「大丈夫」という言葉が、とても大丈夫とはいえない件について。
(2016年9月27日)

カテゴリ:世の中いろいろ

糠漬けを入れているホーローパックのパッキンが古びてきたので、注文した。

ネットで消耗品のナンバーを調べて、それを最寄りの店舗に電話で発注する。そして、入荷後に取りにいくという段取りだ。

簡単なやり取りがあって、「入荷は10月1日になります」という。はい、わかりましたでおしまいかと思ったらこう言われた。

「お電話は大丈夫ですか?」

思わず聞き返ししてしまった。

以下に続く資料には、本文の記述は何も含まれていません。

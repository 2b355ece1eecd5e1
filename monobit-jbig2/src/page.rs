//! Page information (7.4.8) and end of stripe (7.4.10) segments.

use crate::bitmap::CombinationOperator;
use crate::error::Result;
use crate::reader::Reader;

/// "0xFFFFFFFF: The page's height is unknown." (7.4.8.2)
pub(crate) const UNKNOWN_HEIGHT: u32 = 0xFFFF_FFFF;

/// A parsed page information segment.
#[derive(Debug, Clone)]
pub(crate) struct PageInformation {
    pub(crate) width: u32,
    /// `None` if the height is only known once all stripes are decoded.
    pub(crate) height: Option<u32>,
    /// Pixels per metre, or `None` if unknown.
    pub(crate) x_resolution: Option<u32>,
    pub(crate) y_resolution: Option<u32>,
    pub(crate) flags: PageFlags,
    /// "Bit 15: Page is striped." (7.4.8.6)
    pub(crate) is_striped: bool,
    /// "Bits 0-14: Maximum stripe size." (7.4.8.6)
    pub(crate) max_stripe_size: u16,
}

/// Page segment flags (7.4.8.5).
#[derive(Debug, Clone)]
pub(crate) struct PageFlags {
    pub(crate) is_lossless: bool,
    pub(crate) might_contain_refinements: bool,
    /// "This bit contains the initial value for every pixel in the page,
    /// before any region segments are decoded or drawn."
    pub(crate) default_pixel: bool,
    pub(crate) default_operator: CombinationOperator,
    pub(crate) requires_auxiliary_buffers: bool,
    /// "If this bit is 0, then every direct region segment associated with
    /// this page must use the page's default combination operator."
    pub(crate) operator_overridden: bool,
}

impl PageInformation {
    /// The operator used to draw an immediate region onto the page.
    pub(crate) fn region_operator(
        &self,
        region_operator: CombinationOperator,
    ) -> CombinationOperator {
        if self.flags.operator_overridden {
            region_operator
        } else {
            self.flags.default_operator
        }
    }
}

pub(crate) fn parse_page_information(reader: &mut Reader<'_>) -> Result<PageInformation> {
    let width = reader.read_u32()?;
    let height = reader.read_u32()?;
    let x_resolution = Some(reader.read_u32()?).filter(|r| *r != 0);
    let y_resolution = Some(reader.read_u32()?).filter(|r| *r != 0);

    let flags = reader.read_byte()?;
    // "Bits 3-4: Page default combination operator." Only OR, AND, XOR and XNOR
    // can be expressed with two bits.
    let default_operator = CombinationOperator::from_value((flags >> 3) & 0x03)?;

    let striping = reader.read_u16()?;

    Ok(PageInformation {
        width,
        height: Some(height).filter(|h| *h != UNKNOWN_HEIGHT),
        x_resolution,
        y_resolution,
        flags: PageFlags {
            is_lossless: flags & 0x01 != 0,
            might_contain_refinements: flags & 0x02 != 0,
            default_pixel: flags & 0x04 != 0,
            default_operator,
            requires_auxiliary_buffers: flags & 0x20 != 0,
            operator_overridden: flags & 0x40 != 0,
        },
        is_striped: striping & 0x8000 != 0,
        max_stripe_size: striping & 0x7FFF,
    })
}

/// Parse an end of stripe segment, returning the row of the page that the
/// stripe ends at.
///
/// "The segment data of an end of stripe segment consists of one four-byte
/// value, specifying the Y coordinate of the end row." (7.4.10)
pub(crate) fn parse_end_of_stripe(reader: &mut Reader<'_>) -> Result<u32> {
    reader.read_u32()
}

#[cfg(test)]
mod tests {
    use super::*;

    #[test]
    fn page_information() {
        #[rustfmt::skip]
        let data = [
            0x00, 0x00, 0x00, 0x40, // width 64
            0xFF, 0xFF, 0xFF, 0xFF, // unknown height
            0x00, 0x00, 0x0B, 0xB8, // 3000 ppm
            0x00, 0x00, 0x00, 0x00, // unknown
            0b0100_0110,            // refinements, default pixel 1, OR, overridden
            0x80, 0x20,             // striped, 32 rows per stripe
        ];
        let info = parse_page_information(&mut Reader::new(&data)).unwrap();

        assert_eq!(info.width, 64);
        assert_eq!(info.height, None);
        assert_eq!(info.x_resolution, Some(3000));
        assert_eq!(info.y_resolution, None);
        assert!(!info.flags.is_lossless);
        assert!(info.flags.might_contain_refinements);
        assert!(info.flags.default_pixel);
        assert_eq!(info.flags.default_operator, CombinationOperator::Or);
        assert!(info.flags.operator_overridden);
        assert!(info.is_striped);
        assert_eq!(info.max_stripe_size, 32);
        assert_eq!(
            info.region_operator(CombinationOperator::Replace),
            CombinationOperator::Replace
        );
    }

    #[test]
    fn default_operator_applies_without_override() {
        let mut data = [0_u8; 19];
        data[3] = 1;
        data[7] = 1;
        data[16] = 2 << 3;
        let info = parse_page_information(&mut Reader::new(&data)).unwrap();

        assert_eq!(info.height, Some(1));
        assert_eq!(
            info.region_operator(CombinationOperator::Or),
            CombinationOperator::Xor
        );
    }
}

僕の電話が異常なのか。いや、きっと電話を掛けるかどうかだと思うんだけど、「大丈夫ですか?」と言われてもわからない。

「おでんを食べませんか?」ではないと思うし。

で、彼の意図は「入荷のお知らせは電話しなくてもいいでしょうか?」という意味だったらしい。10月1日以降であれば開店後はいつでもありますよ、と。

「大丈夫」という言葉は、「丈夫」に「大」がついている。元の意味は「立派な男子」で、まあ、それが派生して「任せておける」みたいな意味になって、「無事」のようなニュアンスでも使う。

ただ、もう10年以上前から「OK」みたいな意味でも使う人が増えてきた。ただ、これも相当変だ。

飲食店などで「お皿、大丈夫ですか?」と言われたら、下膳してもいいか?ということで「皿が割れてませんか?」ではない。ただ、「お酒、大丈夫ですか?」となると「もう少し飲みますか?」という意味だと思う。

別に、「酔ってませんか?」という意味ではないんだけど、もう相当に適当だ。

“OK”みたいな感じだろうけど、「大丈夫です」と断る時は”No Thank You”かもしれない。

つまり、肯定か否定かは流れで読み取らなくてはいけないんだけど、これは「結構」に近いかもしれない。

「お茶いかがですか?」

「結構ですね」といえば味を誉めることになるが、「もう結構です」は「これで十分」という意味だろう。

「大丈夫」というのも、若い人中心にどんどん用途が拡散してきてこういうことになったんだろうけど、さっきの店員のような感じだと、さすがに訳が分からない。

このことをSNSに書いたら、「電話してもいいですか?」だと思った人が多かった。若い人でもそんな感じ。

ここで思ったんだけど、「大丈夫」という言葉を発するときは、実は相手のことを考えているよりも、自分の中で勝手に完結していることが多いのだろう。

だから「電話大丈夫ですか?」というのも、本人は納得している。でも、何が大丈夫かはよくわからない。

飲食店でも、まあ真っ当な店では聞かないから、そういう意味ではある種の目安になるかもしれない。

ただアルバイトの店員にとっては、「とにかく客に確認するのに便利な言葉」と言うことになるんだろう。

「2人ですけど」「大丈夫です」「このお皿シェアできますか?」「大丈夫です」

「お水大丈夫ですか?」「大丈夫です」「もうラストオーダーですか?」「大丈夫です」

まあ、どうでもいいんだけど、パーツの発注とかはネットでもできないのかな、無印良品は。